■ **Problem to solve**: Locate the string "other" in the records below. Copy every line where it occurs.

■ **Input records**:

##########

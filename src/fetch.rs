use std::fmt;
use std::sync::OnceLock;

use reqwest::{
    header::{HeaderName, HeaderValue},
    Method, Request, Response, Url,
};
use serde_json::Value as JsonValue;

use crate::{FetchError, NetworkError, RequestInit, ResponseParts, Result};

/// Target of a fetch: a URL or a fully built request.
#[derive(Debug)]
pub enum FetchInput {
    /// URL in text form; parsed when the request is built.
    Location(String),
    Url(Url),
    Request(Request),
}

impl From<&str> for FetchInput {
    fn from(value: &str) -> Self {
        Self::Location(value.to_owned())
    }
}

impl From<String> for FetchInput {
    fn from(value: String) -> Self {
        Self::Location(value)
    }
}

impl From<&String> for FetchInput {
    fn from(value: &String) -> Self {
        Self::Location(value.clone())
    }
}

impl From<Url> for FetchInput {
    fn from(value: Url) -> Self {
        Self::Url(value)
    }
}

impl From<Request> for FetchInput {
    fn from(value: Request) -> Self {
        Self::Request(value)
    }
}

#[derive(Clone, Default)]
/// Issues requests and turns non-success responses into [`NetworkError`]s.
pub struct Fetcher {
    http: reqwest::Client,
}

impl fmt::Debug for Fetcher {
    fn fmt(&self, f: &mut fmt::Formatter<'_>) -> fmt::Result {
        f.debug_struct("Fetcher").finish_non_exhaustive()
    }
}

impl Fetcher {
    pub fn new() -> Self {
        Self::with_client(reqwest::Client::new())
    }

    /// Uses a preconfigured client (proxies, default headers, TLS roots).
    pub fn with_client(http: reqwest::Client) -> Self {
        Self { http }
    }

    pub fn client(&self) -> &reqwest::Client {
        &self.http
    }

    /// Sends one request.
    ///
    /// A 2xx response is returned as-is with its body unread. Any other
    /// status has its body read and parsed, and is returned as
    /// [`FetchError::Network`]. Transport failures are returned unmodified as
    /// [`FetchError::Transport`].
    pub async fn fetch_with_error(
        &self,
        input: impl Into<FetchInput>,
        init: Option<RequestInit>,
    ) -> Result<Response> {
        let mut request = self.build_request(input.into())?;
        if let Some(init) = init {
            apply_init(&mut request, init)?;
        }

        let response = self.http.execute(request).await?;
        if response.status().is_success() {
            return Ok(response);
        }

        let parts = ResponseParts {
            status: response.status(),
            headers: response.headers().clone(),
            url: response.url().clone(),
        };
        let response_data = parse_response(response).await?;
        let err = NetworkError::from_parts(parts, response_data);

        #[cfg(feature = "tracing")]
        tracing::debug!(
            status = err.status().as_u16(),
            url = %err.response().url,
            "request failed: {}",
            err.message()
        );

        Err(FetchError::Network(err))
    }

    fn build_request(&self, input: FetchInput) -> Result<Request> {
        match input {
            FetchInput::Location(location) => Ok(self.http.get(location).build()?),
            FetchInput::Url(url) => Ok(Request::new(Method::GET, url)),
            FetchInput::Request(request) => Ok(request),
        }
    }
}

/// [`Fetcher::fetch_with_error`] on a process-wide default client.
pub async fn fetch_with_error(
    input: impl Into<FetchInput>,
    init: Option<RequestInit>,
) -> Result<Response> {
    static DEFAULT: OnceLock<Fetcher> = OnceLock::new();
    DEFAULT
        .get_or_init(Fetcher::new)
        .fetch_with_error(input, init)
        .await
}

/// Reads a response body once.
///
/// Empty bodies become `""`. Bodies that are not valid JSON (HTML error pages,
/// plain text) are kept as a JSON string holding the raw text.
pub async fn parse_response(response: Response) -> std::result::Result<JsonValue, reqwest::Error> {
    let body = response.text().await?;
    if body.is_empty() {
        return Ok(JsonValue::String(body));
    }

    Ok(serde_json::from_str(&body).unwrap_or(JsonValue::String(body)))
}

fn apply_init(request: &mut Request, init: RequestInit) -> Result<()> {
    if let Some(method) = init.method {
        *request.method_mut() = method;
    }

    for (name, value) in init.headers {
        let header_name = HeaderName::from_bytes(name.as_bytes()).map_err(|err| {
            FetchError::InvalidRequest(format!("invalid header name '{name}': {err}"))
        })?;
        let header_value = HeaderValue::from_str(&value).map_err(|err| {
            FetchError::InvalidRequest(format!("invalid value for header '{name}': {err}"))
        })?;
        request.headers_mut().insert(header_name, header_value);
    }

    if let Some(body) = init.body {
        *request.body_mut() = Some(body.into());
    }

    if let Some(timeout) = init.timeout {
        *request.timeout_mut() = Some(timeout);
    }

    Ok(())
}
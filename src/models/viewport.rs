//! Rendering viewport.

use serde::{Deserialize, Serialize};
use std::fmt;
use std::str::FromStr;

/// Rendering context a page is drawn for.
///
/// Desktop and mobile carry fully independent configuration; nothing
/// resolved for one viewport influences the other.
#[derive(Debug, Clone, Copy, PartialEq, Eq, Hash, Serialize, Deserialize)]
#[serde(rename_all = "lowercase")]
pub enum Viewport {
    /// Desktop layout
    Desktop,
    /// Mobile layout
    Mobile,
}

impl Viewport {
    /// Both viewports, desktop first.
    pub const ALL: [Self; 2] = [Self::Desktop, Self::Mobile];

    /// Lowercase name used in settings keys and output.
    pub const fn as_str(self) -> &'static str {
        match self {
            Self::Desktop => "desktop",
            Self::Mobile => "mobile",
        }
    }
}

impl fmt::Display for Viewport {
    fn fmt(&self, f: &mut fmt::Formatter<'_>) -> fmt::Result {
        f.write_str(self.as_str())
    }
}

impl FromStr for Viewport {
    type Err = String;

    fn from_str(s: &str) -> Result<Self, Self::Err> {
        match s.trim().to_lowercase().as_str() {
            "desktop" => Ok(Self::Desktop),
            "mobile" => Ok(Self::Mobile),
            other => Err(format!(
                "Invalid viewport '{other}'. Must be 'desktop' or 'mobile'"
            )),
        }
    }
}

##########

■ **Solution for this task**:
    /// A 2xx response is returned as-is with its body unread. Any other
/// resolved for one viewport influences the other.
            other => Err(format!(
                "Invalid viewport '{other}'. Must be 'desktop' or 'mobile'"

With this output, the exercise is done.